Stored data
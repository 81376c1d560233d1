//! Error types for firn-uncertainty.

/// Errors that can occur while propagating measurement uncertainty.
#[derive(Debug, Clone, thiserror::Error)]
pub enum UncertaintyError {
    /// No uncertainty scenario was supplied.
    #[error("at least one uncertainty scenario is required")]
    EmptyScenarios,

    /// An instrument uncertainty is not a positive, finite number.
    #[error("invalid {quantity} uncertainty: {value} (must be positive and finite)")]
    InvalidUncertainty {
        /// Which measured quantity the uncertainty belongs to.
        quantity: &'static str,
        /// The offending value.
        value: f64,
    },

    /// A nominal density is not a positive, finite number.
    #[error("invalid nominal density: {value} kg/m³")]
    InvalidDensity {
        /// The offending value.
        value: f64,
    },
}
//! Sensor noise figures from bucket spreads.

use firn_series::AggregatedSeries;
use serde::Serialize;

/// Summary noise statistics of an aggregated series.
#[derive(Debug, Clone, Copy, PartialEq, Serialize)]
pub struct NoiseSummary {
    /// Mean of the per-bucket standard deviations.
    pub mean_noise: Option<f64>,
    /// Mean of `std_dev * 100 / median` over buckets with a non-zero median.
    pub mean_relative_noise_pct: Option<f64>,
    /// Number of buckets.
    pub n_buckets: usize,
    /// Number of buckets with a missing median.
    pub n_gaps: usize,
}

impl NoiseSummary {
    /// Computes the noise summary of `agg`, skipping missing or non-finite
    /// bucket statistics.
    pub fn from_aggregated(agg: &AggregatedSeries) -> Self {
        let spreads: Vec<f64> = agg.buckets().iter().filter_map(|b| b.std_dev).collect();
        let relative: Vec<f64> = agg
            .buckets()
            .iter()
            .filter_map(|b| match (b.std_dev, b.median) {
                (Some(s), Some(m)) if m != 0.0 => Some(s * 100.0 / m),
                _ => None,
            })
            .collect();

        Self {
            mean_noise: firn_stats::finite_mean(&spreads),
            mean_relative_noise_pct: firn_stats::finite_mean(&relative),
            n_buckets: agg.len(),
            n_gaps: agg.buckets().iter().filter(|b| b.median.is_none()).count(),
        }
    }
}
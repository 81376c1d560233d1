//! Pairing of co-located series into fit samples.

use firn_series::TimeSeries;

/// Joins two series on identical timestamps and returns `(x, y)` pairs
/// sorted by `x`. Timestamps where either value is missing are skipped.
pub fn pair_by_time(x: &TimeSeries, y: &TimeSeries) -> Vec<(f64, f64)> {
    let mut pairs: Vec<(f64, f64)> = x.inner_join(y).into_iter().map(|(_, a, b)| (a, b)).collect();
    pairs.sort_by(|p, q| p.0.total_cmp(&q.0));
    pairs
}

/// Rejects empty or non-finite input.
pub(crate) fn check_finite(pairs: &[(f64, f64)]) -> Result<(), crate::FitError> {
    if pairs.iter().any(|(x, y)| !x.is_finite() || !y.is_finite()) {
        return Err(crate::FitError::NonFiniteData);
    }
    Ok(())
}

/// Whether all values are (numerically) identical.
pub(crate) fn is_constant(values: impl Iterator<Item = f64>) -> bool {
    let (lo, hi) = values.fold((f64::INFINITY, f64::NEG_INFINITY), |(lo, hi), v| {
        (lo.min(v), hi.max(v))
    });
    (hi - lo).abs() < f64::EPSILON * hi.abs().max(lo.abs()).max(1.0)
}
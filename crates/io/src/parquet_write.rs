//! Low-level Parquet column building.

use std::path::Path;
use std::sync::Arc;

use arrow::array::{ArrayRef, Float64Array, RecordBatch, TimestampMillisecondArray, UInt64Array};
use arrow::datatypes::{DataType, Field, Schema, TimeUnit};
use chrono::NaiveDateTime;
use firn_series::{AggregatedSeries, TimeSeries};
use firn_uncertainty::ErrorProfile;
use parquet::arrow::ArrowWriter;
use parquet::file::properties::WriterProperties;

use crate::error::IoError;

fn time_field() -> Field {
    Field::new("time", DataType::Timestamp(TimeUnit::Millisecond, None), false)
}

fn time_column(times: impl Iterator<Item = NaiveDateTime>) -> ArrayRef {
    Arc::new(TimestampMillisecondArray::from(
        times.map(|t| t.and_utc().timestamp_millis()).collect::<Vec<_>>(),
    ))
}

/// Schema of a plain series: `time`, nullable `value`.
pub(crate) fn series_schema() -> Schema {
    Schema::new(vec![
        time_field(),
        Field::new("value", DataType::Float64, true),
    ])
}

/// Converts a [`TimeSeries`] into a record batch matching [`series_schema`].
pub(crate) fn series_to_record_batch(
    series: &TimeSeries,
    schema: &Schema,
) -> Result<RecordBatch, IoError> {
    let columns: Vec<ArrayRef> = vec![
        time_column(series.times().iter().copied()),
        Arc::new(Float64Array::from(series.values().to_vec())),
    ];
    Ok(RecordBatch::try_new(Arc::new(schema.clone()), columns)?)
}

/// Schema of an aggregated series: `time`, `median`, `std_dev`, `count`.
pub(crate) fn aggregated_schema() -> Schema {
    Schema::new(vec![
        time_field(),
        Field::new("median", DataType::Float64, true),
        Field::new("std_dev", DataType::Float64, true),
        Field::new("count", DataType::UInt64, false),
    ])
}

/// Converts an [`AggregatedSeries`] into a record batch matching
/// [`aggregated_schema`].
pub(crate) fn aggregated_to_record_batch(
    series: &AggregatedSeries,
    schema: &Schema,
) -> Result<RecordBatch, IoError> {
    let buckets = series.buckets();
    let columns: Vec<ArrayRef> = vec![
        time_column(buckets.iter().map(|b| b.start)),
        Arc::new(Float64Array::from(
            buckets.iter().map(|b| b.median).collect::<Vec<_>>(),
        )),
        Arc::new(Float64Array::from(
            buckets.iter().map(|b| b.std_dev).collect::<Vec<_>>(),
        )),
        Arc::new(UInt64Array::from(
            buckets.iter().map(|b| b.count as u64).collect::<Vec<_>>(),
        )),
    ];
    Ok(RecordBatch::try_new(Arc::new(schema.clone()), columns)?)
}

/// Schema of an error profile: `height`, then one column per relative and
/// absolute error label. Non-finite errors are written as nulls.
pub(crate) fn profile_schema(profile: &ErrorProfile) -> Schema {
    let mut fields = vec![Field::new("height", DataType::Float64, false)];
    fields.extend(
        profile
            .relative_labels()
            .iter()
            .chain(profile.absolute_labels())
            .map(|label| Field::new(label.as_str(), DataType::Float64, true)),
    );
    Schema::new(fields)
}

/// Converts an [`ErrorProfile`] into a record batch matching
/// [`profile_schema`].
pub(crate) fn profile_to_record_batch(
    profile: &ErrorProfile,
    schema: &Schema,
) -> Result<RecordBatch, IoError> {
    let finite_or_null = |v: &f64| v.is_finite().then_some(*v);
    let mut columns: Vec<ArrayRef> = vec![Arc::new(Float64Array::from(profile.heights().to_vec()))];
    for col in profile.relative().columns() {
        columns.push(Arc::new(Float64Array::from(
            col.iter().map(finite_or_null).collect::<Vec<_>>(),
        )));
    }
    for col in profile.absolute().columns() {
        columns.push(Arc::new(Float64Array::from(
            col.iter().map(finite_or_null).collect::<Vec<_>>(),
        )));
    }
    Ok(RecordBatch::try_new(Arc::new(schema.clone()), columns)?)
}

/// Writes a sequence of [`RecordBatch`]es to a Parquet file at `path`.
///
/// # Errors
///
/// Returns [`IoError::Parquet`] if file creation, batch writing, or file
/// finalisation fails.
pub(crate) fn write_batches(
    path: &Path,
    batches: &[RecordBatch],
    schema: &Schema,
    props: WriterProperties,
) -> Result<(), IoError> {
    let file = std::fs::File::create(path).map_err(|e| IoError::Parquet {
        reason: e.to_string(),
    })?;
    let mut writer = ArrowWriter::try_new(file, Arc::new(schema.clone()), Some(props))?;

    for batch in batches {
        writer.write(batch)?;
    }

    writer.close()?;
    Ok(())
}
---
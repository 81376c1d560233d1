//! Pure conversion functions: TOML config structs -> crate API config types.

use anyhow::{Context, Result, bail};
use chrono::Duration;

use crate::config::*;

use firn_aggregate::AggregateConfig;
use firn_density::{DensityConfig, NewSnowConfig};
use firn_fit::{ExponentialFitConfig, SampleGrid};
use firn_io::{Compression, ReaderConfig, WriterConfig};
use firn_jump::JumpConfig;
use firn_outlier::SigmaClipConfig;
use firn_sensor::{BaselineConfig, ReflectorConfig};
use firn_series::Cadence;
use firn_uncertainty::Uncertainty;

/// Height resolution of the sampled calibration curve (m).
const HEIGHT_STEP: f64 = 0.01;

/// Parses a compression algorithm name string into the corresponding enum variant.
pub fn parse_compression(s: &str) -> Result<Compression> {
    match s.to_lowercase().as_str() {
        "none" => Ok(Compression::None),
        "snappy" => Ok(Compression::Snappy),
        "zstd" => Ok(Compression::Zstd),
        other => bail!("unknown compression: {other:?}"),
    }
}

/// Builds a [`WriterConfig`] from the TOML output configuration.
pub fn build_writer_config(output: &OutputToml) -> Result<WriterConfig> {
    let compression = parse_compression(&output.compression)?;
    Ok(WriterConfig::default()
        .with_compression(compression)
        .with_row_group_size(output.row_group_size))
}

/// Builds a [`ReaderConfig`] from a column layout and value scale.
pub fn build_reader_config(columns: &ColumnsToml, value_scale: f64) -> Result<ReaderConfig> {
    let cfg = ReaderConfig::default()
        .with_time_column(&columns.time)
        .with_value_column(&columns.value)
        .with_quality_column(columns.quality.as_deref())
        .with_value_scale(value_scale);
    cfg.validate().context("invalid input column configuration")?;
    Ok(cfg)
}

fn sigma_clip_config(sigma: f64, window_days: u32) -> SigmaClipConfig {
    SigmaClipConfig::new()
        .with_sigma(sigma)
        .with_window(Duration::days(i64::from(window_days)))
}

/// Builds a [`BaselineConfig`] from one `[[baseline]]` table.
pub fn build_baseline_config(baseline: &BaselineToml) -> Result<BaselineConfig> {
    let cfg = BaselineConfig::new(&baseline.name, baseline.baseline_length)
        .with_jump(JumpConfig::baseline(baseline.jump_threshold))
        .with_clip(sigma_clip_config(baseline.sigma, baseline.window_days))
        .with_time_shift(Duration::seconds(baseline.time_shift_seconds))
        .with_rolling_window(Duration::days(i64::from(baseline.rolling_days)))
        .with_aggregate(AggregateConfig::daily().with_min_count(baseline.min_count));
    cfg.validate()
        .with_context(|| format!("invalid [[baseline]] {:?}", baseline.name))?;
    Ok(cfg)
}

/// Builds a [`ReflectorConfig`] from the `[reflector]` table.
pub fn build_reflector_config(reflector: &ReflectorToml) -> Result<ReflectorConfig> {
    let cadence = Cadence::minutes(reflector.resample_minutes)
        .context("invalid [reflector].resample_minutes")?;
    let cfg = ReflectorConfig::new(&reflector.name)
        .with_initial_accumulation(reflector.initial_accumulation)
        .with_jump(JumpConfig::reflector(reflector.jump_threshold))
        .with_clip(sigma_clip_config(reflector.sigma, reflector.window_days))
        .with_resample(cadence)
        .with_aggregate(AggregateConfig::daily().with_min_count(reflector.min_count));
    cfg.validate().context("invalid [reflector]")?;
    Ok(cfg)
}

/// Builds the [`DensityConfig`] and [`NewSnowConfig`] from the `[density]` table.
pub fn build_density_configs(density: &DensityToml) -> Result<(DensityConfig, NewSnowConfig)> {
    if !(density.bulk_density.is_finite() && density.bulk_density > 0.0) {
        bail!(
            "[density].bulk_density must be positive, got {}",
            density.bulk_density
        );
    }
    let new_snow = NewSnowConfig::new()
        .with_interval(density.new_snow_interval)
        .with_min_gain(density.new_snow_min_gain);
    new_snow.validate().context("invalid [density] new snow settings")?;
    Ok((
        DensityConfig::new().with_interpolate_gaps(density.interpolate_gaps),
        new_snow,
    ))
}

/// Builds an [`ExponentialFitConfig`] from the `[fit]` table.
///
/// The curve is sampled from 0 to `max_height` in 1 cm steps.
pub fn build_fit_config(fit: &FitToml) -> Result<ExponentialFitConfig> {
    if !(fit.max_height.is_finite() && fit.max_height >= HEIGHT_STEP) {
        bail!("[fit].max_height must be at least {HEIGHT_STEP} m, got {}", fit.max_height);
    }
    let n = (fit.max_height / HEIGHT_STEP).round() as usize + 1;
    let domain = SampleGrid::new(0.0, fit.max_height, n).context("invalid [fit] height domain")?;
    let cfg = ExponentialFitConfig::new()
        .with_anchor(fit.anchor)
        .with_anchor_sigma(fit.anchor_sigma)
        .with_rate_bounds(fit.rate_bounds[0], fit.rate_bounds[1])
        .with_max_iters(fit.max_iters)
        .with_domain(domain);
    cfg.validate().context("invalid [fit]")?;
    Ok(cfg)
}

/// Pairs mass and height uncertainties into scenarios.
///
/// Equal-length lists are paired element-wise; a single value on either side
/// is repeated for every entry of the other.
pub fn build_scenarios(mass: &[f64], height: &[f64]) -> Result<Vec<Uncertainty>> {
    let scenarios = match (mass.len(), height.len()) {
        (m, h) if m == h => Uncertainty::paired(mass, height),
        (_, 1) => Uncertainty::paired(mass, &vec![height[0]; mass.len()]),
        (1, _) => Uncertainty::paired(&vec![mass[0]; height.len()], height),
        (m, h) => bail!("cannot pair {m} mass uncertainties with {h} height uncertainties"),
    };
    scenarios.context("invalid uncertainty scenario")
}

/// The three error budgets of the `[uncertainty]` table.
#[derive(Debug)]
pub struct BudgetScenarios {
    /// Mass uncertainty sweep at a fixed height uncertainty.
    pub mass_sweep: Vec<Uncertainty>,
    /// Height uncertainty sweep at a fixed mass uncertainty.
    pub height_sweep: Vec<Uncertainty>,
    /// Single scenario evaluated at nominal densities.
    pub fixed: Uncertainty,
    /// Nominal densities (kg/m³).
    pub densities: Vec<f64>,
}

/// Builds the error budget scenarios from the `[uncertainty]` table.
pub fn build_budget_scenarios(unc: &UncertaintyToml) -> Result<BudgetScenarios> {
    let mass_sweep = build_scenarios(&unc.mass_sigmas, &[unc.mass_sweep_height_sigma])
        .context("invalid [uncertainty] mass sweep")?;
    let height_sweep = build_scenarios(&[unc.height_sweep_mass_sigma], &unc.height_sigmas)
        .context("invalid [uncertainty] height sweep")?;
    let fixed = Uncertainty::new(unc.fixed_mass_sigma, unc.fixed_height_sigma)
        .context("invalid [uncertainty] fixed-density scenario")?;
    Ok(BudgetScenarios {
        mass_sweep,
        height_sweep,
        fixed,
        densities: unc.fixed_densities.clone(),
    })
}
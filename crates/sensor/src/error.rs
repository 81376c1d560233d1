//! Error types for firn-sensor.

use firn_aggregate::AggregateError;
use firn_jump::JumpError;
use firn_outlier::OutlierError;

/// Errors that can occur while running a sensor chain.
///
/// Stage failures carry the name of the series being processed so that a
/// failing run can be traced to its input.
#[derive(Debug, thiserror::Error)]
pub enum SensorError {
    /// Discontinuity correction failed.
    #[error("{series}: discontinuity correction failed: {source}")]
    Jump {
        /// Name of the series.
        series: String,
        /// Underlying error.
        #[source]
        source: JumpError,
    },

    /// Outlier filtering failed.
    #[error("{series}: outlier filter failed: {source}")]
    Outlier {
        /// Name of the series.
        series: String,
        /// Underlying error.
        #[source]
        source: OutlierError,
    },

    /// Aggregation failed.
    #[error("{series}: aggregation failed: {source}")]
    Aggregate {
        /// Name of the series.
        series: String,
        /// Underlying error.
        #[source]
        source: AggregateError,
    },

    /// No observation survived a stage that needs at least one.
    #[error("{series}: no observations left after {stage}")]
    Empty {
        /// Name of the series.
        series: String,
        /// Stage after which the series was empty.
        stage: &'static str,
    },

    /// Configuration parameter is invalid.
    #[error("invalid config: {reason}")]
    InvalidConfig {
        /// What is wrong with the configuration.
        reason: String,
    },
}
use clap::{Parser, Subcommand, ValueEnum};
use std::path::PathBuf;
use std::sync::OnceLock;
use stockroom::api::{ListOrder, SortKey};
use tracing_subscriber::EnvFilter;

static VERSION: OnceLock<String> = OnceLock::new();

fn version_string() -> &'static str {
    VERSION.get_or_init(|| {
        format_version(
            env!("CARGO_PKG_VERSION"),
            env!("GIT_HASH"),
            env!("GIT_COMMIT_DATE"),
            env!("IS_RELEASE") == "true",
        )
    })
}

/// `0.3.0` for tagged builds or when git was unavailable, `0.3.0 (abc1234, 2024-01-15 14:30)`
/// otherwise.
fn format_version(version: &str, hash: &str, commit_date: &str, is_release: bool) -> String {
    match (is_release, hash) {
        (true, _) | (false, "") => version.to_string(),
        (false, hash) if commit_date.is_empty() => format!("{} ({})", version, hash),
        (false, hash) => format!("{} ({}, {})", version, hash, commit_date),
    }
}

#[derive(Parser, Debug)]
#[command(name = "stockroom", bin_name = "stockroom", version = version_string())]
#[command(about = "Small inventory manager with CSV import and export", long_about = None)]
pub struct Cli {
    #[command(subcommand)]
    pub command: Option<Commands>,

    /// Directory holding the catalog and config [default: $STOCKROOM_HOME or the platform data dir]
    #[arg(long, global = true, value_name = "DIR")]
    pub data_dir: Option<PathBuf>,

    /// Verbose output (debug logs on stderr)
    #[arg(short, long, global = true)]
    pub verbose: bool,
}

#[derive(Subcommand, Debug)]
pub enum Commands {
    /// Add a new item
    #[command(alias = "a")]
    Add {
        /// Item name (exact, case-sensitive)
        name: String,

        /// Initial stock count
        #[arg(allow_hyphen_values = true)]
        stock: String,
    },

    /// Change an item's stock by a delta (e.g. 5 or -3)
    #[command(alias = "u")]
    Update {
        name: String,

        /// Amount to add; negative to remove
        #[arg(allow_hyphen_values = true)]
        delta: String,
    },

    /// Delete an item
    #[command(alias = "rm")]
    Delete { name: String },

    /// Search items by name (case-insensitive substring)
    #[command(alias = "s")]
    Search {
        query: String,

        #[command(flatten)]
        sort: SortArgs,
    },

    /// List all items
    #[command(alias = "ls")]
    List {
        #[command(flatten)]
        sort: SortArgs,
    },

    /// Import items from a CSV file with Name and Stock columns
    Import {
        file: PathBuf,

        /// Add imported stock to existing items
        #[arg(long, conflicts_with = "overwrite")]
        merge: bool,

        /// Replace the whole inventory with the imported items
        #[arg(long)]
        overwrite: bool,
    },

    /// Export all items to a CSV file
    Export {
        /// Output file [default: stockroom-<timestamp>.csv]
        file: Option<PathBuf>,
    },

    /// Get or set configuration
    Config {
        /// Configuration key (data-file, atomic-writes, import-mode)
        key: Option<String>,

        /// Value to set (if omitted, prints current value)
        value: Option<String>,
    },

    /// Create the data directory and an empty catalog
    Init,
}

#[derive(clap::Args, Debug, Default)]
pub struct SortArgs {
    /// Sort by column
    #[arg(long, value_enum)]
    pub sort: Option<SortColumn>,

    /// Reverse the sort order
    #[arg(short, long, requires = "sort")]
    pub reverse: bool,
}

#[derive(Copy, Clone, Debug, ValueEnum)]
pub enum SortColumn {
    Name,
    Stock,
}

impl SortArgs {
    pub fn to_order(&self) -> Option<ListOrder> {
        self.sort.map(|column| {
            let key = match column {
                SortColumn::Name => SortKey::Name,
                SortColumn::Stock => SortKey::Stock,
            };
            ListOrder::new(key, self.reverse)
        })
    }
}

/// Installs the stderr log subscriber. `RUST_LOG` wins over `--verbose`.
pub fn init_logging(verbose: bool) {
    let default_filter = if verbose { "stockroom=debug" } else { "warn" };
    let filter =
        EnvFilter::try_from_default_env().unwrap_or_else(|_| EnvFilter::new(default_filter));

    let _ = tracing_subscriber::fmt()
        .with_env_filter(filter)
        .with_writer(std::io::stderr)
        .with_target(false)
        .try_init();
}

The task ▸
Above this instruction are the records; retype exactly the lines from the one containing "use crate::config::*;" up to and including the one containing "pub fn parse_compression(s: &str)".

Worked solution ▸
use crate::config::*;

use firn_aggregate::AggregateConfig;
use firn_density::{DensityConfig, NewSnowConfig};
use firn_fit::{ExponentialFitConfig, SampleGrid};
use firn_io::{Compression, ReaderConfig, WriterConfig};
use firn_jump::JumpConfig;
use firn_outlier::SigmaClipConfig;
use firn_sensor::{BaselineConfig, ReflectorConfig};
use firn_series::Cadence;
use firn_uncertainty::Uncertainty;

/// Height resolution of the sampled calibration curve (m).
const HEIGHT_STEP: f64 = 0.01;

/// Parses a compression algorithm name string into the corresponding enum variant.
pub fn parse_compression(s: &str) -> Result<Compression> {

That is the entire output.